La démarche participative de GAIN
La clé du succès d’un programme à large échelle dépend de l’implication du plus possible de partenaires qu’ils soient d’origine étatique, civile, économique et industrielle. GAIN fonctionne comme un facilitateur de lien entre le secteur privé (y compris des entreprises agroalimentaires et des meuniers), les gouvernements, la société civile, les agences internationales et les universitaires. Ces réseaux, appelées Alliances nationales pour l’enrichissement en nutriments, par leurs conseils et leur expertise améliorent la communication et la collaboration nécessaires au développement d’un environnement efficace. GAIN conseille l’industrie agroalimentaire et ses partenaires gouvernementaux sur les aspects techniques pour améliorer l’enrichissement des aliments et leur suivi.
Actif dans plus de 40 pays
Les programmes soutenus par GAIN dans plus de 40 pays ont aidé à réduire les malformations du tube neural en Afrique du Sud grâce à l’ajout d’acide folique à la farine, l’anémie grâce à l’ajout de fer dans la farine de blé au Maroc et en Jordanie ainsi qu’au Kenya et en Chine, grâce à l’enrichissement de la sauce soja en fer.
Plus récemment, en enrichissant des huiles comestibles en vitamine A, la carence en cette vitamine a régressé de manière significative en Indonésie. Un million d’écoliers indiens reçoivent désormais des repas chauds composés d’aliments enrichis leur garantissant un apport nutritionnel équilibré.

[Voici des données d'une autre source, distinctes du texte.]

//! Emergency alert payload and the notification endpoint's response.
//!
//! The client packages an [`AlertPayload`] and POSTs it once to the
//! notification endpoint. The endpoint notifies every emergency contact and
//! answers with an [`AlertResponse`] summarising per-contact delivery.

use std::borrow::Cow;

use chrono::{DateTime, Utc};
use serde::{Deserialize, Serialize};
use ts_rs::TS;
use validator::{Validate, ValidateEmail, ValidationError};

/// Priority attached to an alert.
#[derive(Debug, Clone, Copy, PartialEq, Eq, Hash, Default, Serialize, Deserialize, TS)]
#[serde(rename_all = "UPPERCASE")]
#[ts(export, export_to = "bindings/")]
pub enum Severity {
    /// Informational.
    Low,
    /// Needs attention soon.
    Medium,
    /// Needs immediate attention. Used by the emergency button.
    #[default]
    High,
    /// Life-threatening.
    Critical,
}

impl core::fmt::Display for Severity {
    fn fmt(&self, f: &mut core::fmt::Formatter<'_>) -> core::fmt::Result {
        let label = match self {
            Self::Low => "LOW",
            Self::Medium => "MEDIUM",
            Self::High => "HIGH",
            Self::Critical => "CRITICAL",
        };
        f.write_str(label)
    }
}

/// Static details about the person raising the alert.
#[derive(Debug, Clone, PartialEq, Eq, Default, Serialize, Deserialize, Validate, TS)]
#[serde(rename_all = "camelCase")]
#[ts(export, export_to = "bindings/")]
pub struct UserInfo {
    /// Full name.
    #[validate(length(min = 1, message = "user name is required"))]
    pub name: String,
    /// Contact phone number.
    #[serde(default, skip_serializing_if = "Option::is_none")]
    pub phone: Option<String>,
    /// Free-form description of where the user is.
    #[serde(default, skip_serializing_if = "Option::is_none")]
    pub location: Option<String>,
}

/// Body of the emergency POST.
#[derive(Debug, Clone, PartialEq, Eq, Serialize, Deserialize, Validate, TS)]
#[serde(rename_all = "camelCase")]
#[ts(export, export_to = "bindings/")]
pub struct AlertPayload {
    /// When the alert was raised.
    pub timestamp: DateTime<Utc>,
    /// Who raised it.
    #[validate(nested)]
    pub user_info: UserInfo,
    /// E-mail addresses to notify.
    #[validate(
        length(min = 1, message = "at least one emergency contact is required"),
        custom(function = "validate_contacts")
    )]
    pub emergency_contacts: Vec<String>,
    /// Where the alert was raised.
    #[serde(default, skip_serializing_if = "Option::is_none")]
    pub location: Option<String>,
    /// Alert priority.
    #[serde(default)]
    pub severity: Severity,
    /// Human-readable alert text.
    #[validate(length(min = 1, message = "message is required"))]
    pub message: String,
}

impl AlertPayload {
    /// Build the payload the emergency button sends.
    ///
    /// Severity is [`Severity::High`] and the message names the user and
    /// their location.
    pub fn new(user_info: UserInfo, emergency_contacts: Vec<String>, now: DateTime<Utc>) -> Self {
        let place = user_info
            .location
            .clone()
            .unwrap_or_else(|| String::from("an unknown location"));
        let message = format!(
            "EMERGENCY ALERT: {} has activated the emergency button at {place}. \
             Immediate assistance required.",
            user_info.name
        );
        Self {
            timestamp: now,
            location: user_info.location.clone(),
            user_info,
            emergency_contacts,
            severity: Severity::High,
            message,
        }
    }
}

/// Every contact must be a syntactically valid e-mail address.
fn validate_contacts(contacts: &[String]) -> Result<(), ValidationError> {
    match contacts.iter().find(|c| !c.validate_email()) {
        None => Ok(()),
        Some(bad) => {
            let mut err = ValidationError::new("email");
            err.message = Some(Cow::Owned(format!("invalid contact address: {bad}")));
            Err(err)
        }
    }
}

/// Delivery result for one contact.
#[derive(Debug, Clone, PartialEq, Eq, Serialize, Deserialize, TS)]
#[serde(rename_all = "camelCase")]
#[ts(export, export_to = "bindings/")]
pub struct ContactResult {
    /// Contact address.
    pub contact: String,
    /// Whether the notification was handed off.
    pub success: bool,
    /// Identifier assigned by the delivery backend.
    #[serde(default, skip_serializing_if = "Option::is_none")]
    pub message_id: Option<String>,
    /// Failure description.
    #[serde(default, skip_serializing_if = "Option::is_none")]
    pub error: Option<String>,
}

/// Body returned by the notification endpoint.
#[derive(Debug, Clone, PartialEq, Eq, Serialize, Deserialize, TS)]
#[serde(rename_all = "camelCase")]
#[ts(export, export_to = "bindings/")]
pub struct AlertResponse {
    /// True when at least one contact was notified.
    pub success: bool,
    /// Timestamp echoed from the payload.
    pub timestamp: DateTime<Utc>,
    /// Contacts notified.
    pub notified: usize,
    /// Contacts that could not be notified.
    pub failed: usize,
    /// Contacts in the payload.
    pub total_contacts: usize,
    /// Per-contact results, in payload order.
    pub results: Vec<ContactResult>,
    /// Set when delivery was partial.
    #[serde(default, skip_serializing_if = "Option::is_none")]
    pub warning: Option<String>,
    /// Set when nobody could be notified.
    #[serde(default, skip_serializing_if = "Option::is_none")]
    pub error: Option<String>,
}

impl AlertResponse {
    /// Summarise per-contact results.
    pub fn from_results(timestamp: DateTime<Utc>, results: Vec<ContactResult>) -> Self {
        let total_contacts = results.len();
        let notified = results.iter().filter(|r| r.success).count();
        let failed = total_contacts.saturating_sub(notified);
        let warning = (notified > 0 && failed > 0)
            .then(|| format!("Failed to notify {failed} out of {total_contacts} contacts"));
        let error = (notified == 0)
            .then(|| String::from("Failed to send emergency alert to any contacts"));
        Self {
            success: notified > 0,
            timestamp,
            notified,
            failed,
            total_contacts,
            results,
            warning,
            error,
        }
    }

    /// True when some, but not all, contacts were notified.
    pub const fn is_partial(&self) -> bool {
        self.notified > 0 && self.failed > 0
    }
}

#[cfg(test)]
mod tests {
    use super::*;

    fn user() -> UserInfo {
        UserInfo {
            name: String::from("Asha Rao"),
            phone: Some(String::from("+91-555-0100")),
            location: Some(String::from("Charminar")),
        }
    }

    #[test]
    fn payload_message_names_user_and_place() {
        let payload = AlertPayload::new(user(), vec![String::from("a@example.com")], Utc::now());
        assert_eq!(payload.severity, Severity::High);
        assert!(payload.message.contains("Asha Rao"));
        assert!(payload.message.contains("Charminar"));
        assert_eq!(payload.location.as_deref(), Some("Charminar"));
        assert!(payload.validate().is_ok());
    }

    #[test]
    fn payload_requires_contacts_and_name() {
        let mut payload = AlertPayload::new(user(), Vec::new(), Utc::now());
        assert!(payload.validate().is_err());

        payload.emergency_contacts = vec![String::from("not-an-address")];
        assert!(payload.validate().is_err());

        payload.emergency_contacts = vec![String::from("ok@example.com")];
        payload.user_info.name.clear();
        assert!(payload.validate().is_err());
    }

    #[test]
    fn payload_wire_shape() {
        let payload = AlertPayload::new(user(), vec![String::from("a@example.com")], Utc::now());
        let json = serde_json::to_value(&payload).unwrap_or_default();
        assert_eq!(json["severity"], "HIGH");
        assert_eq!(json["userInfo"]["name"], "Asha Rao");
        assert_eq!(json["emergencyContacts"][0], "a@example.com");
    }

    #[test]
    fn response_summary_counts() {
        let ok = ContactResult {
            contact: String::from("a@example.com"),
            success: true,
            message_id: Some(String::from("m1")),
            error: None,
        };
        let failed = ContactResult {
            contact: String::from("b@example.com"),
            success: false,
            message_id: None,
            error: Some(String::from("mailbox full")),
        };

        let partial = AlertResponse::from_results(Utc::now(), vec![ok.clone(), failed.clone()]);
        assert!(partial.success);
        assert!(partial.is_partial());
        assert!(partial.warning.is_some());
        assert!(partial.error.is_none());

        let none = AlertResponse::from_results(Utc::now(), vec![failed]);
        assert!(!none.success);
        assert!(none.error.is_some());

        let all = AlertResponse::from_results(Utc::now(), vec![ok]);
        assert!(all.success);
        assert!(!all.is_partial());
        assert_eq!(all.total_contacts, 1);
    }
}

Enfin, GAIN a également largement contribué à l’ajout de fer dans le pain Baladi (pita) en Égypte.
60% des Sénégalais pauvres mangent enrichi
Une enquête réalisée à l’aide d’outils de contrôle développés par GAIN(5) a confirmé les importants progrès réalisés au Sénégal en un temps relativement court grâce à un programme d’enrichissement à grande échelle bien maîtrisé. L’état nutritionnel d’une grande partie de la population de ce pays a pu être amélioré, en particulier celui des femmes en âge de procréer dont la moitié est considérée comme à haut risque du fait de carence en micronutriments. L’enquête a aussi montré que 60 % de la population pauvre du Sénégal recevait des apports en fer et en vitamine A. Ces résultats impressionnants démontrent que consommer des aliments enrichis en micronutriments bénéficie à la santé et que les plus vulnérables ont aussi eu accès à ces mêmes aliments.
Quelle est la prochaine étape ?
Enrichir la nourriture n’est pas l’unique solution. L’accès à une alimentation de qualité et diversifiée demeurent la priorité dans le cadre de la lutte contre la malnutrition. Mais l’ajout de micronutriments représente un outil formidable qui permet à des écoliers de mieux apprendre, à des femmes enceintes de vivre une grossesse sans problème et de prévenir les maladies dues aux carences. La population mondiale augmente et réclame à juste titre un développement équitable pour tous. Il est donc nécessaire d’assurer aux plus pauvres et aux marginaux un accès à une alimentation équilibrée du point de vue nutritionnel. Dans ce cadre, le défi futur pour GAIN est d’élargir ses programmes à toutes les populations encore tenues à l’écart.